Long noncoding RNAs (lncRNAs) are pivotal regulators in the pathophysiology of diabetes mellitus and its complications, including diabetic retinopathy, nephropathy, and cardiomyopathy. They influence essential cellular processes such as angiogenesis, vascular smooth muscle cell behavior, inflammation, extracellular matrix remodeling, and apoptosis. In cardiomyopathy, lncRNA H19 promotes cardiomyocyte survival by regulating autophagy, highlighting its role in cardiovascular outcomes. In addition, lncRNAs hold promise as noninvasive biomarkers, detectable in extracellular fluids such as serum and urine, providing novel diagnostic tools. For example, elevated levels of HOX transcript antisense RNA and promoter of CDKN1A antisense DNA damage-activated RNA correlate with hyperglycemia and its complications, whereas maternally expressed gene 3 and metastasis-associated lung adenocarcinoma transcript 1 are linked to insulin resistance.
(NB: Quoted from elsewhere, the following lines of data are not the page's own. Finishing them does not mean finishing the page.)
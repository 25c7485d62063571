//! Plain-text rendering of statements for terminals and logs.

pub mod statements;
pub mod table;

pub use statements::StatementRenderer;
pub use table::{Alignment, Table, TableColumn};
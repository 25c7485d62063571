use serde::{Deserialize, Serialize};

use crate::domain::common::{Displayable, Identifiable, NamedEntity};

/// Depth of the leaf accounts that carry postings in the chart of accounts.
pub const LEAF_LEVEL: u8 = 3;

/// Leading code digit of income accounts.
pub const INCOME_CODE_PREFIX: char = '4';
/// Leading code digit of expense accounts.
pub const EXPENSE_CODE_PREFIX: char = '5';

/// A node of the chart of accounts.
#[derive(Debug, Clone, Serialize, Deserialize, PartialEq)]
#[serde(rename_all = "camelCase")]
pub struct Account {
    pub code: String,
    pub name: String,
    pub category: AccountCategory,
    pub level: u8,
}

impl Account {
    /// Creates a leaf account, the only kind that takes part in statements.
    pub fn new(code: impl Into<String>, name: impl Into<String>, category: AccountCategory) -> Self {
        Self {
            code: code.into(),
            name: name.into(),
            category,
            level: LEAF_LEVEL,
        }
    }

    /// Places the account at a different depth of the hierarchy.
    pub fn with_level(mut self, level: u8) -> Self {
        self.level = level;
        self
    }

    pub fn is_leaf(&self) -> bool {
        self.level == LEAF_LEVEL
    }
}

impl Identifiable for Account {
    fn key(&self) -> &str {
        &self.code
    }
}

impl NamedEntity for Account {
    fn name(&self) -> &str {
        &self.name
    }
}

impl Displayable for Account {
    fn display_label(&self) -> String {
        format!("{} {} ({})", self.code, self.name, self.category)
    }
}

/// Enumerates the statement classifications of an account.
#[derive(Debug, Clone, Copy, Serialize, Deserialize, PartialEq, Eq, Hash)]
pub enum AccountCategory {
    Asset,
    Liability,
    Income,
    Expense,
    Equity,
}

impl AccountCategory {
    pub fn label(self) -> &'static str {
        match self {
            AccountCategory::Asset => "Asset",
            AccountCategory::Liability => "Liability",
            AccountCategory::Income => "Income",
            AccountCategory::Expense => "Expense",
            AccountCategory::Equity => "Equity",
        }
    }
}

impl std::fmt::Display for AccountCategory {
    fn fmt(&self, f: &mut std::fmt::Formatter<'_>) -> std::fmt::Result {
        f.write_str(self.label())
    }
}

pub fn is_income_code(code: &str) -> bool {
    code.starts_with(INCOME_CODE_PREFIX)
}

pub fn is_expense_code(code: &str) -> bool {
    code.starts_with(EXPENSE_CODE_PREFIX)
}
However, the full scope of lncRNA mechanisms and therapeutic potential remains unclear. Recent research emphasizes the importance of studying the molecular pathways influenced by lncRNAs, such as the Janus kinase/signal transducer and activator of transcription and p38 mitogen-activated protein kinase pathways, which regulate inflammation and insulin signaling. Preclinical studies show promising outcomes for lncRNA-targeted therapies; however, challenges remain in precise detection and delivery. Addressing these gaps through advanced RNA sequencing and targeted therapies is crucial for developing lncRNA-based diagnostics and treatments for diabetes complications. This review explores lncRNAs as biomarkers and therapeutic targets, focusing on their regulatory mechanisms in diabetic complications such as retinopathy, nephropathy, and cardiomyopathy.

Keywords
Diabetes mellitus
Long noncoding RNA
Biomarkers
Transcriptional control
Insulin resistance
Vascular problems
Funding
None.
Conflict of interest
Umair Ali Khan Saddozai and Xinying Ji are the Editorial Board Members of this journal but were not in any way involved in the editorial and peer-review process conducted for this paper, directly or indirectly. Separately, other authors declared that they have no known competing financial interests or personal relationships that could have influenced the work reported in this paper.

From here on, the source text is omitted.